Records for processing:
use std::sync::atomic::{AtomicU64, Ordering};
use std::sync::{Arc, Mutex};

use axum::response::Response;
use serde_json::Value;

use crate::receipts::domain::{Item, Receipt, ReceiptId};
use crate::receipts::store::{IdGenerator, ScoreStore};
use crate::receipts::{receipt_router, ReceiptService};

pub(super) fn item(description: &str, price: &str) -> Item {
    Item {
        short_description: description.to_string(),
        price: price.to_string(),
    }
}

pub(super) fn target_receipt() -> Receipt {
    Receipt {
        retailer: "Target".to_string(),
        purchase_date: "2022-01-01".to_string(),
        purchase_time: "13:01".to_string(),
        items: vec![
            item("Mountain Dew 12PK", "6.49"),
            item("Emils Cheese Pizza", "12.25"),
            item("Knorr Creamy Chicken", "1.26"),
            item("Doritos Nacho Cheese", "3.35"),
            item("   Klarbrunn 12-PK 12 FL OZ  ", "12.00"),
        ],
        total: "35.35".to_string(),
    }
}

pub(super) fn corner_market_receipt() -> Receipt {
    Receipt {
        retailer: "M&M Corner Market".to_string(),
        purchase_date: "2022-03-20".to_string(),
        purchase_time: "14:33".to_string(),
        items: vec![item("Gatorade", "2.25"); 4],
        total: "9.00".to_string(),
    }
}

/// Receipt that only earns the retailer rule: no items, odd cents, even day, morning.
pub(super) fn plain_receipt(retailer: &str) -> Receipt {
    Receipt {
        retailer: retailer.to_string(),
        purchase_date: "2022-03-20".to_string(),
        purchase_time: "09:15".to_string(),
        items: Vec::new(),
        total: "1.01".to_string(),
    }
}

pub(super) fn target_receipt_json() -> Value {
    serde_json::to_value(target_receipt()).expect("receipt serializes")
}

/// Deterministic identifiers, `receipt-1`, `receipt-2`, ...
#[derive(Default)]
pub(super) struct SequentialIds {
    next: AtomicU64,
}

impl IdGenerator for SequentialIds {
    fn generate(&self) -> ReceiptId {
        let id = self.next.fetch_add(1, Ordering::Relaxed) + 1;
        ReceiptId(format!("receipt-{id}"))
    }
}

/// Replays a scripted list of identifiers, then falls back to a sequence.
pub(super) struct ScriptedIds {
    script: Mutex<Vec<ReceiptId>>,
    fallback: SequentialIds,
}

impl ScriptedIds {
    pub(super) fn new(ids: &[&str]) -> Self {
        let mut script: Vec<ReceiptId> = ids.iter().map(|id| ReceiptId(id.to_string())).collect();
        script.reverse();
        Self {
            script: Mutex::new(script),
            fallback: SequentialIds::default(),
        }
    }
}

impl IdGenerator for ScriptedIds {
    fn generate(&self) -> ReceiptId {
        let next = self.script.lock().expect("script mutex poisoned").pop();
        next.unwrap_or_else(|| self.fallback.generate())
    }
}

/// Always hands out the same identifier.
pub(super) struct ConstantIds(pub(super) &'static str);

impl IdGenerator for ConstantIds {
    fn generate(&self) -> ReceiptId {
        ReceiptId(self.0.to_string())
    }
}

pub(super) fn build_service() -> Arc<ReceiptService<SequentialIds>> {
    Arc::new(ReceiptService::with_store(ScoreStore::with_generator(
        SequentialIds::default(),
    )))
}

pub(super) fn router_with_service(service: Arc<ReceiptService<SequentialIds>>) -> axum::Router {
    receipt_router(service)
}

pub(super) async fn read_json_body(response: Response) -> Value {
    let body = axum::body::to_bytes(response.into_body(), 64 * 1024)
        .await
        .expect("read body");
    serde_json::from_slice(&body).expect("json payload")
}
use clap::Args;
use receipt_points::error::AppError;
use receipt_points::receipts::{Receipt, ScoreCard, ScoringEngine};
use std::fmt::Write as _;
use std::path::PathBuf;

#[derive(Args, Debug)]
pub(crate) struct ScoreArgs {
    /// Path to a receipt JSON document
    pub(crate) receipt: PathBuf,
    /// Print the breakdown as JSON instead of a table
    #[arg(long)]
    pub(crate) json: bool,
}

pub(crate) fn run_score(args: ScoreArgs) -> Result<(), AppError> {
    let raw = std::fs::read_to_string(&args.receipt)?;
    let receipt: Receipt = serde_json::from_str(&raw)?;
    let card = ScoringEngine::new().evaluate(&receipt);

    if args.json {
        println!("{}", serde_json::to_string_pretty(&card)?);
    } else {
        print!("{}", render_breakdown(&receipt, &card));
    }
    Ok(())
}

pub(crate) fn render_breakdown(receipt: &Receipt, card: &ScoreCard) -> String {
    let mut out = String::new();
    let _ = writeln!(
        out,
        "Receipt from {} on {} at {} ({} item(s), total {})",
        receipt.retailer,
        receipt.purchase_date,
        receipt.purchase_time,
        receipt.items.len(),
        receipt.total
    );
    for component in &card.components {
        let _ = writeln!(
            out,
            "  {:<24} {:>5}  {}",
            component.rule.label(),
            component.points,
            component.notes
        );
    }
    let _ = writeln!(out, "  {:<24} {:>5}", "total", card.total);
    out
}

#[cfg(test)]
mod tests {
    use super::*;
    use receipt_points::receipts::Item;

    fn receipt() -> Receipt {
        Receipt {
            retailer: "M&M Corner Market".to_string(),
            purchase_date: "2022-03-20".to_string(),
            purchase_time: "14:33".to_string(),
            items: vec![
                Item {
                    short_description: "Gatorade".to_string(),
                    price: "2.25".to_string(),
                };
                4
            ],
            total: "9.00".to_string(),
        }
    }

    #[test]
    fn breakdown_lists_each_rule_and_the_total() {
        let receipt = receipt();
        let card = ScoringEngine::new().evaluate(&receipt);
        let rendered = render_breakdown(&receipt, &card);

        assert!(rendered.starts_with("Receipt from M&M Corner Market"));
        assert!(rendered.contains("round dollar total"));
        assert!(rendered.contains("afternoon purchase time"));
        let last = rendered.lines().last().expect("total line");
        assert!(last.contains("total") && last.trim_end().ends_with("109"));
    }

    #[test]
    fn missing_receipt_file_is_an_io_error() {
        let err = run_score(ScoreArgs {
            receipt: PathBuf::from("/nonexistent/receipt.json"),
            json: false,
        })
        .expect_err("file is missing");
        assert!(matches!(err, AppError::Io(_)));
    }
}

Problem details: Every line of the listing is to be returned unchanged.

Reply to the task:
use std::sync::atomic::{AtomicU64, Ordering};
use std::sync::{Arc, Mutex};

use axum::response::Response;
use serde_json::Value;

use crate::receipts::domain::{Item, Receipt, ReceiptId};
use crate::receipts::store::{IdGenerator, ScoreStore};
use crate::receipts::{receipt_router, ReceiptService};

pub(super) fn item(description: &str, price: &str) -> Item {
    Item {
        short_description: description.to_string(),
        price: price.to_string(),
    }
}

pub(super) fn target_receipt() -> Receipt {
    Receipt {
        retailer: "Target".to_string(),
        purchase_date: "2022-01-01".to_string(),
        purchase_time: "13:01".to_string(),
        items: vec![
            item("Mountain Dew 12PK", "6.49"),
            item("Emils Cheese Pizza", "12.25"),
            item("Knorr Creamy Chicken", "1.26"),
            item("Doritos Nacho Cheese", "3.35"),
            item("   Klarbrunn 12-PK 12 FL OZ  ", "12.00"),
        ],
        total: "35.35".to_string(),
    }
}

pub(super) fn corner_market_receipt() -> Receipt {
    Receipt {
        retailer: "M&M Corner Market".to_string(),
        purchase_date: "2022-03-20".to_string(),
        purchase_time: "14:33".to_string(),
        items: vec![item("Gatorade", "2.25"); 4],
        total: "9.00".to_string(),
    }
}

/// Receipt that only earns the retailer rule: no items, odd cents, even day, morning.
pub(super) fn plain_receipt(retailer: &str) -> Receipt {
    Receipt {
        retailer: retailer.to_string(),
        purchase_date: "2022-03-20".to_string(),
        purchase_time: "09:15".to_string(),
        items: Vec::new(),
        total: "1.01".to_string(),
    }
}

pub(super) fn target_receipt_json() -> Value {
    serde_json::to_value(target_receipt()).expect("receipt serializes")
}

/// Deterministic identifiers, `receipt-1`, `receipt-2`, ...
#[derive(Default)]
pub(super) struct SequentialIds {
    next: AtomicU64,
}

impl IdGenerator for SequentialIds {
    fn generate(&self) -> ReceiptId {
        let id = self.next.fetch_add(1, Ordering::Relaxed) + 1;
        ReceiptId(format!("receipt-{id}"))
    }
}

/// Replays a scripted list of identifiers, then falls back to a sequence.
pub(super) struct ScriptedIds {
    script: Mutex<Vec<ReceiptId>>,
    fallback: SequentialIds,
}

impl ScriptedIds {
    pub(super) fn new(ids: &[&str]) -> Self {
        let mut script: Vec<ReceiptId> = ids.iter().map(|id| ReceiptId(id.to_string())).collect();
        script.reverse();
        Self {
            script: Mutex::new(script),
            fallback: SequentialIds::default(),
        }
    }
}

impl IdGenerator for ScriptedIds {
    fn generate(&self) -> ReceiptId {
        let next = self.script.lock().expect("script mutex poisoned").pop();
        next.unwrap_or_else(|| self.fallback.generate())
    }
}

/// Always hands out the same identifier.
pub(super) struct ConstantIds(pub(super) &'static str);

impl IdGenerator for ConstantIds {
    fn generate(&self) -> ReceiptId {
        ReceiptId(self.0.to_string())
    }
}

pub(super) fn build_service() -> Arc<ReceiptService<SequentialIds>> {
    Arc::new(ReceiptService::with_store(ScoreStore::with_generator(
        SequentialIds::default(),
    )))
}

pub(super) fn router_with_service(service: Arc<ReceiptService<SequentialIds>>) -> axum::Router {
    receipt_router(service)
}

pub(super) async fn read_json_body(response: Response) -> Value {
    let body = axum::body::to_bytes(response.into_body(), 64 * 1024)
        .await
        .expect("read body");
    serde_json::from_slice(&body).expect("json payload")
}
use clap::Args;
use receipt_points::error::AppError;
use receipt_points::receipts::{Receipt, ScoreCard, ScoringEngine};
use std::fmt::Write as _;
use std::path::PathBuf;

#[derive(Args, Debug)]
pub(crate) struct ScoreArgs {
    /// Path to a receipt JSON document
    pub(crate) receipt: PathBuf,
    /// Print the breakdown as JSON instead of a table
    #[arg(long)]
    pub(crate) json: bool,
}

pub(crate) fn run_score(args: ScoreArgs) -> Result<(), AppError> {
    let raw = std::fs::read_to_string(&args.receipt)?;
    let receipt: Receipt = serde_json::from_str(&raw)?;
    let card = ScoringEngine::new().evaluate(&receipt);

    if args.json {
        println!("{}", serde_json::to_string_pretty(&card)?);
    } else {
        print!("{}", render_breakdown(&receipt, &card));
    }
    Ok(())
}

pub(crate) fn render_breakdown(receipt: &Receipt, card: &ScoreCard) -> String {
    let mut out = String::new();
    let _ = writeln!(
        out,
        "Receipt from {} on {} at {} ({} item(s), total {})",
        receipt.retailer,
        receipt.purchase_date,
        receipt.purchase_time,
        receipt.items.len(),
        receipt.total
    );
    for component in &card.components {
        let _ = writeln!(
            out,
            "  {:<24} {:>5}  {}",
            component.rule.label(),
            component.points,
            component.notes
        );
    }
    let _ = writeln!(out, "  {:<24} {:>5}", "total", card.total);
    out
}

#[cfg(test)]
mod tests {
    use super::*;
    use receipt_points::receipts::Item;

    fn receipt() -> Receipt {
        Receipt {
            retailer: "M&M Corner Market".to_string(),
            purchase_date: "2022-03-20".to_string(),
            purchase_time: "14:33".to_string(),
            items: vec![
                Item {
                    short_description: "Gatorade".to_string(),
                    price: "2.25".to_string(),
                };
                4
            ],
            total: "9.00".to_string(),
        }
    }

    #[test]
    fn breakdown_lists_each_rule_and_the_total() {
        let receipt = receipt();
        let card = ScoringEngine::new().evaluate(&receipt);
        let rendered = render_breakdown(&receipt, &card);

        assert!(rendered.starts_with("Receipt from M&M Corner Market"));
        assert!(rendered.contains("round dollar total"));
        assert!(rendered.contains("afternoon purchase time"));
        let last = rendered.lines().last().expect("total line");
        assert!(last.contains("total") && last.trim_end().ends_with("109"));
    }

    #[test]
    fn missing_receipt_file_is_an_io_error() {
        let err = run_score(ScoreArgs {
            receipt: PathBuf::from("/nonexistent/receipt.json"),
            json: false,
        })
        .expect_err("file is missing");
        assert!(matches!(err, AppError::Io(_)));
    }
}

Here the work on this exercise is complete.